Is it possible that the increase in deaths may be due to an adverse influence of past treatment or associated with withdrawal from opioids? The following brief clinical reviews may offer helpful insights:

  1. Victim #1- JN: At the time of a self-inflicted death he was attending an outpatient methadone clinic and was on methadone. His death occurred 4 months after stoppage of treatment. Hours before his self-inflicted death he had been to a local emergency room reporting suicidal thoughts and depression.
  2. Victim # 2-PM: He shot himself one year post treatment interruption and on the same day he learned that his former doctor would not soon resume practice.
  3. Victim # 3DS: She died of postsurgical complications 10 months after treatment stoppage. The exploratory surgery was for acute abdominal pain of unknown origin.
  4. Victim # 4 DM: He died from unknown medical problems one year after his last outpatient visit.
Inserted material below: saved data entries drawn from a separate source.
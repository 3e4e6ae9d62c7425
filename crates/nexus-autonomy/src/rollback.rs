//! Pre-action state snapshots and their reversal.
//!
//! A snapshot is captured before an action runs and sealed with a digest
//! of the state the action left behind. Rolling back restores the captured
//! state through the action's executor, but only while the snapshot is
//! still inside its retention window and the target still looks the way
//! the action left it.

use chrono::{DateTime, Utc};
use nexus_audit::entry::digest_payload;
use nexus_audit::{AuditKind, AuditLog};
use nexus_config::RollbackConfig;
use nexus_core::{
    ActionExecutor, ActionId, NexusError, ProposedAction, Result, RollbackOutcome, Severity,
    SnapshotId, add_span, span_secs,
};
use parking_lot::RwLock;
use serde::{Deserialize, Serialize};
use serde_json::{Value, json};
use std::collections::HashMap;
use std::sync::Arc;
use tracing::{debug, error, info};
use uuid::Uuid;

pub const SNAPSHOT_EXPIRED: &str = "snapshot_expired";
pub const STATE_DIVERGED: &str = "state_diverged";

#[derive(Debug, Clone, Copy, PartialEq, Eq, Serialize, Deserialize)]
#[serde(rename_all = "snake_case")]
pub enum SnapshotStatus {
    /// Captured, usable for rollback.
    Open,
    /// Confirmed unneeded; state dropped.
    Committed,
    /// Retention window passed; state dropped.
    Expired,
    RolledBack,
}

impl SnapshotStatus {
    fn is_final(&self) -> bool {
        !matches!(self, Self::Open)
    }
}

#[derive(Debug, Clone, Serialize, Deserialize)]
pub struct Snapshot {
    pub id: SnapshotId,
    pub action_id: ActionId,
    pub target: String,
    /// Captured pre-action state. Dropped once the snapshot is committed or expires.
    #[serde(skip_serializing_if = "Option::is_none")]
    pub state: Option<Value>,
    pub state_digest: String,
    /// Digest of the state the action produced, set by [`RollbackManager::seal`].
    #[serde(skip_serializing_if = "Option::is_none")]
    pub post_state_digest: Option<String>,
    pub captured_at: DateTime<Utc>,
    pub expires_at: DateTime<Utc>,
    pub status: SnapshotStatus,
    #[serde(skip_serializing_if = "Option::is_none")]
    pub finalized_at: Option<DateTime<Utc>>,
}

pub struct RollbackManager {
    snapshots: RwLock<HashMap<SnapshotId, Snapshot>>,
    config: RwLock<RollbackConfig>,
    audit: Arc<AuditLog>,
}

impl RollbackManager {
    pub fn new(config: RollbackConfig, audit: Arc<AuditLog>) -> Self {
        Self {
            snapshots: RwLock::new(HashMap::new()),
            config: RwLock::new(config),
            audit,
        }
    }

    pub fn update_config(&self, config: RollbackConfig) {
        *self.config.write() = config;
    }

    /// Store the pre-action state of `action`. Irreversible actions never
    /// get a snapshot.
    pub fn snapshot(&self, action: &ProposedAction, state: Value) -> Result<SnapshotId> {
        if !action.reversibility.needs_snapshot() {
            return Err(NexusError::IrreversibleRollback(action.id));
        }
        let now = Utc::now();
        let retention = span_secs(self.config.read().retention_secs);
        let snapshot = Snapshot {
            id: Uuid::new_v4(),
            action_id: action.id,
            target: action.target.clone(),
            state_digest: digest_payload(&state),
            state: Some(state),
            post_state_digest: None,
            captured_at: now,
            expires_at: add_span(now, retention),
            status: SnapshotStatus::Open,
            finalized_at: None,
        };

        self.audit.append(
            &action.consumer,
            AuditKind::SnapshotCaptured,
            Severity::Info,
            json!({
                "snapshot_id": snapshot.id,
                "action_id": action.id,
                "target": action.target,
                "state_digest": snapshot.state_digest,
                "expires_at": snapshot.expires_at,
            }),
        )?;
        debug!(snapshot_id = %snapshot.id, action_id = %action.id, "snapshot captured");
        let id = snapshot.id;
        self.snapshots.write().insert(id, snapshot);
        Ok(id)
    }

    /// Record what the target looked like right after the action ran.
    pub fn seal(&self, snapshot_id: SnapshotId, post_state: &Value) -> Result<()> {
        let mut snapshots = self.snapshots.write();
        let snapshot = snapshots
            .get_mut(&snapshot_id)
            .ok_or(NexusError::SnapshotNotFound(snapshot_id))?;
        snapshot.post_state_digest = Some(digest_payload(post_state));
        Ok(())
    }

    /// Mark a snapshot as no longer needed. Its state is dropped.
    pub fn commit(&self, actor: &str, snapshot_id: SnapshotId) -> Result<()> {
        let mut snapshots = self.snapshots.write();
        let snapshot = snapshots
            .get_mut(&snapshot_id)
            .ok_or(NexusError::SnapshotNotFound(snapshot_id))?;
        if snapshot.status.is_final() {
            return Ok(());
        }
        self.audit.append(
            actor,
            AuditKind::SnapshotCommitted,
            Severity::Info,
            json!({
                "snapshot_id": snapshot_id,
                "action_id": snapshot.action_id,
                "reason": "confirmed",
            }),
        )?;
        snapshot.status = SnapshotStatus::Committed;
        snapshot.state = None;
        snapshot.finalized_at = Some(Utc::now());
        Ok(())
    }

    /// Expire every open snapshot whose retention window has passed.
    pub fn commit_expired(&self, now: DateTime<Utc>) -> Result<usize> {
        let mut snapshots = self.snapshots.write();
        let mut expired = 0;
        for snapshot in snapshots.values_mut() {
            if snapshot.status != SnapshotStatus::Open || snapshot.expires_at > now {
                continue;
            }
            self.audit.append(
                "rollback",
                AuditKind::SnapshotCommitted,
                Severity::Info,
                json!({
                    "snapshot_id": snapshot.id,
                    "action_id": snapshot.action_id,
                    "reason": "retention_elapsed",
                }),
            )?;
            snapshot.status = SnapshotStatus::Expired;
            snapshot.state = None;
            snapshot.finalized_at = Some(now);
            expired += 1;
        }
        if expired > 0 {
            debug!(expired, "snapshots expired");
        }
        Ok(expired)
    }

    /// Forget finalized snapshots older than the tombstone window.
    pub fn purge(&self, now: DateTime<Utc>) -> usize {
        let keep = span_secs(self.config.read().tombstone_secs);
        let mut snapshots = self.snapshots.write();
        let before = snapshots.len();
        snapshots.retain(|_, s| match s.finalized_at {
            Some(at) if s.status.is_final() => now - at < keep,
            _ => true,
        });
        before - snapshots.len()
    }

    pub fn get(&self, snapshot_id: SnapshotId) -> Option<Snapshot> {
        self.snapshots.read().get(&snapshot_id).cloned()
    }

    pub fn snapshot_for(&self, action_id: ActionId) -> Option<Snapshot> {
        self.snapshots
            .read()
            .values()
            .find(|s| s.action_id == action_id)
            .cloned()
    }

    pub fn len(&self) -> usize {
        self.snapshots.read().len()
    }

    pub fn is_empty(&self) -> bool {
        self.len() == 0
    }

    pub async fn rollback(
        &self,
        snapshot_id: SnapshotId,
        action: &ProposedAction,
        executor: &dyn ActionExecutor,
    ) -> Result<RollbackOutcome> {
        self.rollback_at(snapshot_id, action, executor, Utc::now()).await
    }

    /// Restore the captured state. Refusals and restore errors come back as
    /// [`RollbackOutcome::Failed`] and are audited as critical.
    pub async fn rollback_at(
        &self,
        snapshot_id: SnapshotId,
        action: &ProposedAction,
        executor: &dyn ActionExecutor,
        now: DateTime<Utc>,
    ) -> Result<RollbackOutcome> {
        enum Plan {
            Noop,
            Refuse(&'static str),
            Restore(Value, Option<String>),
        }
        let plan = {
            let snapshots = self.snapshots.read();
            let snapshot = snapshots
                .get(&snapshot_id)
                .ok_or(NexusError::SnapshotNotFound(snapshot_id))?;
            match (snapshot.status, &snapshot.state) {
                (SnapshotStatus::RolledBack, _) => Plan::Noop,
                // A committed snapshot has given up its state like an expired one.
                (SnapshotStatus::Committed | SnapshotStatus::Expired, _)
                | (SnapshotStatus::Open, None) => Plan::Refuse(SNAPSHOT_EXPIRED),
                (SnapshotStatus::Open, Some(_)) if snapshot.expires_at <= now => {
                    Plan::Refuse(SNAPSHOT_EXPIRED)
                }
                (SnapshotStatus::Open, Some(state)) => {
                    Plan::Restore(state.clone(), snapshot.post_state_digest.clone())
                }
            }
        };
        let (state, post_digest) = match plan {
            Plan::Noop => {
                debug!(%snapshot_id, "snapshot already rolled back");
                return Ok(RollbackOutcome::RolledBack { noop: true });
            }
            Plan::Refuse(reason) => return self.fail(snapshot_id, action, reason.to_string()),
            Plan::Restore(state, post_digest) => (state, post_digest),
        };

        // Something else touched the target after the action ran.
        if let Some(expected) = post_digest {
            let current = match executor.capture_state(action).await {
                Ok(current) => current,
                Err(e) => return self.fail(snapshot_id, action, format!("restore_failed: {e}")),
            };
            if digest_payload(&current) != expected {
                return self.fail(snapshot_id, action, STATE_DIVERGED.into());
            }
        }

        if let Err(e) = executor.restore_state(action, &state).await {
            return self.fail(snapshot_id, action, format!("restore_failed: {e}"));
        }

        let mut snapshots = self.snapshots.write();
        let Some(snapshot) = snapshots.get_mut(&snapshot_id) else {
            return Err(NexusError::SnapshotNotFound(snapshot_id));
        };
        if snapshot.status == SnapshotStatus::RolledBack {
            return Ok(RollbackOutcome::RolledBack { noop: true });
        }
        self.audit.append(
            &action.consumer,
            AuditKind::RollbackSucceeded,
            Severity::Warning,
            json!({
                "snapshot_id": snapshot_id,
                "action_id": action.id,
                "target": action.target,
            }),
        )?;
        snapshot.status = SnapshotStatus::RolledBack;
        snapshot.state = None;
        snapshot.finalized_at = Some(now);
        info!(%snapshot_id, action_id = %action.id, "rolled back");
        Ok(RollbackOutcome::RolledBack { noop: false })
    }

    fn fail(
        &self,
        snapshot_id: SnapshotId,
        action: &ProposedAction,
        reason: String,
    ) -> Result<RollbackOutcome> {
        self.audit.append(
            &action.consumer,
            AuditKind::RollbackFailed,
            Severity::Critical,
            json!({
                "snapshot_id": snapshot_id,
                "action_id": action.id,
                "target": action.target,
                "reason": reason,
            }),
        )?;
        error!(%snapshot_id, action_id = %action.id, %reason, "rollback failed");
        Ok(RollbackOutcome::Failed { reason })
    }
}

#[cfg(test)]
mod tests {
    use super::*;
    use crate::mock::StateStoreExecutor;
    use chrono::Duration;
    use nexus_core::{ImpactTier, Reversibility};

    fn setup() -> (RollbackManager, Arc<AuditLog>, StateStoreExecutor, ProposedAction) {
        let audit = Arc::new(AuditLog::new(1000));
        let mgr = RollbackManager::new(RollbackConfig::default(), Arc::clone(&audit));
        let exec = StateStoreExecutor::new("config_change");
        exec.set("svc:web", json!({ "replicas": 2 }));
        let action = ProposedAction::new(
            "assistant",
            "config_change",
            "svc:web",
            Reversibility::Reversible,
            ImpactTier::Medium,
        )
        .with_parameters(json!({ "replicas": 4 }));
        (mgr, audit, exec, action)
    }

    #[tokio::test]
    async fn restores_and_is_idempotent() {
        let (mgr, audit, exec, action) = setup();
        let before = exec.capture_state(&action).await.unwrap();
        let id = mgr.snapshot(&action, before).unwrap();
        exec.execute(&action).await.unwrap();
        mgr.seal(id, &exec.capture_state(&action).await.unwrap()).unwrap();

        let first = mgr.rollback(id, &action, &exec).await.unwrap();
        assert_eq!(first, RollbackOutcome::RolledBack { noop: false });
        assert_eq!(exec.get("svc:web"), Some(json!({ "replicas": 2 })));

        exec.set("svc:web", json!({ "replicas": 9 }));
        let second = mgr.rollback(id, &action, &exec).await.unwrap();
        assert_eq!(second, RollbackOutcome::RolledBack { noop: true });
        assert_eq!(exec.get("svc:web"), Some(json!({ "replicas": 9 })));
        assert_eq!(audit.entries_of(AuditKind::RollbackSucceeded).len(), 1);
    }

    #[tokio::test]
    async fn diverged_state_is_refused() {
        let (mgr, audit, exec, action) = setup();
        let id = mgr.snapshot(&action, exec.capture_state(&action).await.unwrap()).unwrap();
        exec.execute(&action).await.unwrap();
        mgr.seal(id, &exec.capture_state(&action).await.unwrap()).unwrap();
        exec.set("svc:web", json!({ "replicas": 7 }));

        let outcome = mgr.rollback(id, &action, &exec).await.unwrap();
        assert_eq!(
            outcome,
            RollbackOutcome::Failed {
                reason: STATE_DIVERGED.into()
            }
        );
        assert_eq!(exec.get("svc:web"), Some(json!({ "replicas": 7 })));
        let failed = audit.entries_of(AuditKind::RollbackFailed);
        assert_eq!(failed.len(), 1);
        assert_eq!(failed[0].severity, Severity::Critical);
    }

    #[tokio::test]
    async fn expired_and_committed_snapshots_fail() {
        let (mgr, _audit, exec, action) = setup();
        let id = mgr.snapshot(&action, json!({})).unwrap();
        let later = Utc::now() + Duration::hours(2);
        let outcome = mgr.rollback_at(id, &action, &exec, later).await.unwrap();
        assert_eq!(
            outcome,
            RollbackOutcome::Failed {
                reason: SNAPSHOT_EXPIRED.into()
            }
        );

        let id = mgr.snapshot(&action, json!({})).unwrap();
        mgr.commit("assistant", id).unwrap();
        assert!(mgr.get(id).unwrap().state.is_none());
        let outcome = mgr.rollback(id, &action, &exec).await.unwrap();
        assert_eq!(
            outcome,
            RollbackOutcome::Failed {
                reason: SNAPSHOT_EXPIRED.into()
            }
        );
    }

    #[test]
    fn irreversible_actions_get_no_snapshot() {
        let (mgr, _audit, _exec, mut action) = setup();
        action.reversibility = Reversibility::Irreversible;
        assert!(matches!(
            mgr.snapshot(&action, json!({})),
            Err(NexusError::IrreversibleRollback(_))
        ));
        assert!(mgr.is_empty());
    }

    #[test]
    fn expiry_then_purge() {
        let (mgr, _audit, _exec, action) = setup();
        let id = mgr.snapshot(&action, json!({ "a": 1 })).unwrap();
        let t = Utc::now();
        assert_eq!(mgr.commit_expired(t).unwrap(), 0);
        assert_eq!(mgr.commit_expired(t + Duration::seconds(3601)).unwrap(), 1);
        assert_eq!(mgr.get(id).unwrap().status, SnapshotStatus::Expired);
        assert_eq!(mgr.purge(t + Duration::hours(2)), 0);
        assert_eq!(mgr.purge(t + Duration::days(2)), 1);
        assert!(mgr.get(id).is_none());
    }
}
 In summary, the observation is consistent to believe the 4 premature deaths were unrelated to past treatment. For instance, victim #1 was on methadone and therefore withdrawal was not a contributor. His actions were consistent with serious life-threatening depression indicated by his visit to a local emergency room because of suicidal urges. Because of 7 and 12 month separation from past treatment (victims 2,3,4) it is very unlikely that their past treatments were causative.

Summary

The clinical signs support the impression that there was no causal relationship between past treatment and the fatalities. And furthermore clinical evidence seems to support potential protective influence of opioid treatment. In addition, two clinical vignettes suggest “loss of hope” to get relief from emotional and physical pain might have been crucial for suicides. Noteworthy is the observation that the high mortality rate among (AS) patients with cessation of opioid treatment is similar to the observations by Kako and colleagues of high rate of mortality among placebo patients with opioid dependence. Neuro degeneration induced brain dysfunction associated with chronic pain is consistent with the possibility that chronic pain might have contributed to decline of mental function and to adverse outcome [2].

Two additional and independent variables -the relatively young average age-39 and 54-and clinical stability in both groups increase the likelihood of a positive correlation between the stoppage of treatment and the fatalities and the potential neuroprotective properties of opioids. The limitations of this review include its’ retrospective nature, small size and patients taking multiple medications. However the observation that, in two independent groups, opioid discontinuation was the common denominator associated with a statistically significant major increase in deaths suggest a positive correlation between the stoppage of opioids and deaths.

Conclusion

This review suggests discontinuation of opioids of stable patients may increase the risk of premature death. Further double-blind studies are necessary to validate potential neuroprotective properties of opioids against premature death in people with chronic pain or substance addiction.

References

  1. Grant BF, Stinson FS, Dawson DA, Chou SP, Dufour MC, et al. (2004) Prevalence and co-occurrence of substance use disorders and independent mood and anxiety disorders: results from the National Epidemiologic Survey on Alcohol and Related Conditions. Arch Gen Psychiatry 61(8): 807-816.
  2. Kakko J ,Svanborg D K ,Kreek M J Hellig M (2003) 1-year retention and social function after buprenorphine assisted relapse prevention treatment for heroin independence in Sweden: in randomized, placebo-controlled trial. Lancet 361(9358): 662-668.
  3. Apkarian AV, Sosa Y, Sonty S, Levy RM, Harden RN, et al. (2004) Chronic pain is associated with decreased prefrontal and thalamic gray matter density. J Neurosci 24(46): 10401-10415.
  4. Webster RL, Dasgupta N (2011) Obtaining adequate data to determine causes of opioid related overdose deaths. Pain Med 12(Suppl 2): 86-92.